### Extracted material:
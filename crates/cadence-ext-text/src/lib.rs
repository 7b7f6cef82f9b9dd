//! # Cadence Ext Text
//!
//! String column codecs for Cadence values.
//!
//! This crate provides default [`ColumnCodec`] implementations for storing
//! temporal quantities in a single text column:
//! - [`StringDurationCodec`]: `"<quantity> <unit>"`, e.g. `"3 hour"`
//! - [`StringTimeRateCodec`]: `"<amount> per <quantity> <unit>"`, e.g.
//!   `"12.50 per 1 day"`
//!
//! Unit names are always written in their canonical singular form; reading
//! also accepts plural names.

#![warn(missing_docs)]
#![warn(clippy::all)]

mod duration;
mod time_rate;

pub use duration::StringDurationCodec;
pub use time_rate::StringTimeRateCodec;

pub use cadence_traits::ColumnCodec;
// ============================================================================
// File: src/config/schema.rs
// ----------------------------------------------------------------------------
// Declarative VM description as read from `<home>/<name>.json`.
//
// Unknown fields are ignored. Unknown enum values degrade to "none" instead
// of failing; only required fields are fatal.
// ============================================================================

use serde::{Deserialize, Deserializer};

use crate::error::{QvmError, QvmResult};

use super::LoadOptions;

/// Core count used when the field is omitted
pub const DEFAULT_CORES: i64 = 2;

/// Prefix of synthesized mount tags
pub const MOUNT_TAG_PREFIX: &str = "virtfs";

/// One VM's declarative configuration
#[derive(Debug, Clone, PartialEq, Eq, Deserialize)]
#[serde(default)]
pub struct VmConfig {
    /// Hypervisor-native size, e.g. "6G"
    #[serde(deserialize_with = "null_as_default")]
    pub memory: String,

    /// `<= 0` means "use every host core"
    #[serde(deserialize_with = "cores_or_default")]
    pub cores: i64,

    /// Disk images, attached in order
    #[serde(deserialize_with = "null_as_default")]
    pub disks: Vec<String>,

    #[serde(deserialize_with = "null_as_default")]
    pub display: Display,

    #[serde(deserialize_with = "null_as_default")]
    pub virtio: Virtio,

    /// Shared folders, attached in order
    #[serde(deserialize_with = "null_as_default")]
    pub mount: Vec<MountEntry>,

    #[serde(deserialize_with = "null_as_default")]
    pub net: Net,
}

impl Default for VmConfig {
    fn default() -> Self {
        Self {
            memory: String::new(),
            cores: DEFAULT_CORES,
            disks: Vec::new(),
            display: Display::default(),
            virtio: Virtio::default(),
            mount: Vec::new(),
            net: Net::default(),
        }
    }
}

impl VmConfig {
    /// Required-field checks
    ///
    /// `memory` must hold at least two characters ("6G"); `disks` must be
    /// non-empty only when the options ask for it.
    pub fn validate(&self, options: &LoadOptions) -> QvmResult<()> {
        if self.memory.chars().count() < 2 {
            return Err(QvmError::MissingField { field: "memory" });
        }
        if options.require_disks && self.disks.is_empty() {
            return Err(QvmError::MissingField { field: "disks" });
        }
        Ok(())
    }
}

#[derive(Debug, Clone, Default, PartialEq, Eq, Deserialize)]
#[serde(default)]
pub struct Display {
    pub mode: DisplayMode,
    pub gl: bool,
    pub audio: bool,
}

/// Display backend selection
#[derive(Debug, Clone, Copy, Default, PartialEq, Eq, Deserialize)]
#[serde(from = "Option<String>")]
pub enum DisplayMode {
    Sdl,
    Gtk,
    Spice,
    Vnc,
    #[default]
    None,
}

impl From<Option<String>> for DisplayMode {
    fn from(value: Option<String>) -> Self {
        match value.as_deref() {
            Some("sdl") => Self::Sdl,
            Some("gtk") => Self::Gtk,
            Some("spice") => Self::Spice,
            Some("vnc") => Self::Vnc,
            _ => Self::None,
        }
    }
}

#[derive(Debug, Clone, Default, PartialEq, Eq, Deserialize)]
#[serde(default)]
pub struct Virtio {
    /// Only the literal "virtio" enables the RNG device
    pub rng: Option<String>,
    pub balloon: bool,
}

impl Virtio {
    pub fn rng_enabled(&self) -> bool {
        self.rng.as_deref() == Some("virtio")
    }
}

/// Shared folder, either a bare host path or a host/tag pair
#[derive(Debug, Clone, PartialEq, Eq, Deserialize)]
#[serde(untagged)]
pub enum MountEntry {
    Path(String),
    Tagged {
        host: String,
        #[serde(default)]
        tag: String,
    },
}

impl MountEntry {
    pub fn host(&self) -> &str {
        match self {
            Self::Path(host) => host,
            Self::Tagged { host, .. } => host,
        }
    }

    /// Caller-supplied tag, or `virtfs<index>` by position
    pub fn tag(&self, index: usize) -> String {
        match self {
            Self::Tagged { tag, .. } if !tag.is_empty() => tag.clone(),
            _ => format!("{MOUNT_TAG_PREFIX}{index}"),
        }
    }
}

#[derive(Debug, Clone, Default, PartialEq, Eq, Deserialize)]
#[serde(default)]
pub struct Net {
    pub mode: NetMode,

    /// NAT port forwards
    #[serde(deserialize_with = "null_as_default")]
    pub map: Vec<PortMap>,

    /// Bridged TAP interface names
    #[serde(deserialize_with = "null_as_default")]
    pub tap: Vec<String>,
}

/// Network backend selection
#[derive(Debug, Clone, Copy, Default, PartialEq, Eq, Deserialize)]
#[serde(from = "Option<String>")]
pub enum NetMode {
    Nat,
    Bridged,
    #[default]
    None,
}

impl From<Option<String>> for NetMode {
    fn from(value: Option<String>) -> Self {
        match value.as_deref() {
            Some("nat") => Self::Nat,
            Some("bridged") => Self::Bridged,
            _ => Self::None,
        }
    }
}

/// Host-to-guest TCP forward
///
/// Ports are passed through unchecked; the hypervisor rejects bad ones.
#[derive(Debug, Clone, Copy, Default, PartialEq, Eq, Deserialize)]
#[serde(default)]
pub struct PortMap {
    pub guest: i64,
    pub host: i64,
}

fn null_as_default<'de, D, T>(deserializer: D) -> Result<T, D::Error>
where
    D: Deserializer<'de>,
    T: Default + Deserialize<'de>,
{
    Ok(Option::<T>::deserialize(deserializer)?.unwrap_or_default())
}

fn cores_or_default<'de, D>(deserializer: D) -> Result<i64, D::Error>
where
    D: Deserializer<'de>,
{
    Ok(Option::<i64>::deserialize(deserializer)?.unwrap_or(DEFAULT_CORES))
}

...

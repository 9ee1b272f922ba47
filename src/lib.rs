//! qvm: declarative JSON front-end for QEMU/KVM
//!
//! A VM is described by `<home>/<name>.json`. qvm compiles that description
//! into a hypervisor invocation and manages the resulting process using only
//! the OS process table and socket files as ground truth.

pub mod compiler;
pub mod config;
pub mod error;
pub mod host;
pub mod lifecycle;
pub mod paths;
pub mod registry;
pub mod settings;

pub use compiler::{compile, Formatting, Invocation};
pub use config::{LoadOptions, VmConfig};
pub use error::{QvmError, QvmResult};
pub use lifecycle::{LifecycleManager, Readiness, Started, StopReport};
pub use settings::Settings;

* * *

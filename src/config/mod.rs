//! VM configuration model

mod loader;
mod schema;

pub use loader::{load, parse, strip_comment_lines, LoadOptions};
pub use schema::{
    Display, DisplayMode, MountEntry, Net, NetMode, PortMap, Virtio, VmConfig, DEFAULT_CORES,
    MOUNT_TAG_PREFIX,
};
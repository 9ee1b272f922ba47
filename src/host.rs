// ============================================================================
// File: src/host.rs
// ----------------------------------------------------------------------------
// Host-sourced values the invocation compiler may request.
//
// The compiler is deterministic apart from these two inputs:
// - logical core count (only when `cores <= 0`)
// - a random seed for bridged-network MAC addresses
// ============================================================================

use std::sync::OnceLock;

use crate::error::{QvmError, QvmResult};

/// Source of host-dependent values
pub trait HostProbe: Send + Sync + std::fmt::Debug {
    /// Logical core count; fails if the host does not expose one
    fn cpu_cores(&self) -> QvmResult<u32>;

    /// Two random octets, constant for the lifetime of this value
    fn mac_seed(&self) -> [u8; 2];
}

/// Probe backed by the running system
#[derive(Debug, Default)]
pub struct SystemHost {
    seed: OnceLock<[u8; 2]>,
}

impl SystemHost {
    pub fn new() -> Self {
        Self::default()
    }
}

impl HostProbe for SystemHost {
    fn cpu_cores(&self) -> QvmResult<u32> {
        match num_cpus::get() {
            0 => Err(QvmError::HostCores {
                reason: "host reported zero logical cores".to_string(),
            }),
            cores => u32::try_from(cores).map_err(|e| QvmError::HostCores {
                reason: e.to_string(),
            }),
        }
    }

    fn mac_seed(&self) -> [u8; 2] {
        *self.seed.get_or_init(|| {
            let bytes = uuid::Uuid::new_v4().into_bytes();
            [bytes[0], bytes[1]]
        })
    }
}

### Work request:
In the listing above, find the line with "pub struct VmConfig" and the line with "if options.require_disks &&", then reproduce both and every line between them exactly.

### Worked solution:
pub struct VmConfig {
    /// Hypervisor-native size, e.g. "6G"
    #[serde(deserialize_with = "null_as_default")]
    pub memory: String,

    /// `<= 0` means "use every host core"
    #[serde(deserialize_with = "cores_or_default")]
    pub cores: i64,

    /// Disk images, attached in order
    #[serde(deserialize_with = "null_as_default")]
    pub disks: Vec<String>,

    #[serde(deserialize_with = "null_as_default")]
    pub display: Display,

    #[serde(deserialize_with = "null_as_default")]
    pub virtio: Virtio,

    /// Shared folders, attached in order
    #[serde(deserialize_with = "null_as_default")]
    pub mount: Vec<MountEntry>,

    #[serde(deserialize_with = "null_as_default")]
    pub net: Net,
}

impl Default for VmConfig {
    fn default() -> Self {
        Self {
            memory: String::new(),
            cores: DEFAULT_CORES,
            disks: Vec::new(),
            display: Display::default(),
            virtio: Virtio::default(),
            mount: Vec::new(),
            net: Net::default(),
        }
    }
}

impl VmConfig {
    /// Required-field checks
    ///
    /// `memory` must hold at least two characters ("6G"); `disks` must be
    /// non-empty only when the options ask for it.
    pub fn validate(&self, options: &LoadOptions) -> QvmResult<()> {
        if self.memory.chars().count() < 2 {
            return Err(QvmError::MissingField { field: "memory" });
        }
        if options.require_disks && self.disks.is_empty() {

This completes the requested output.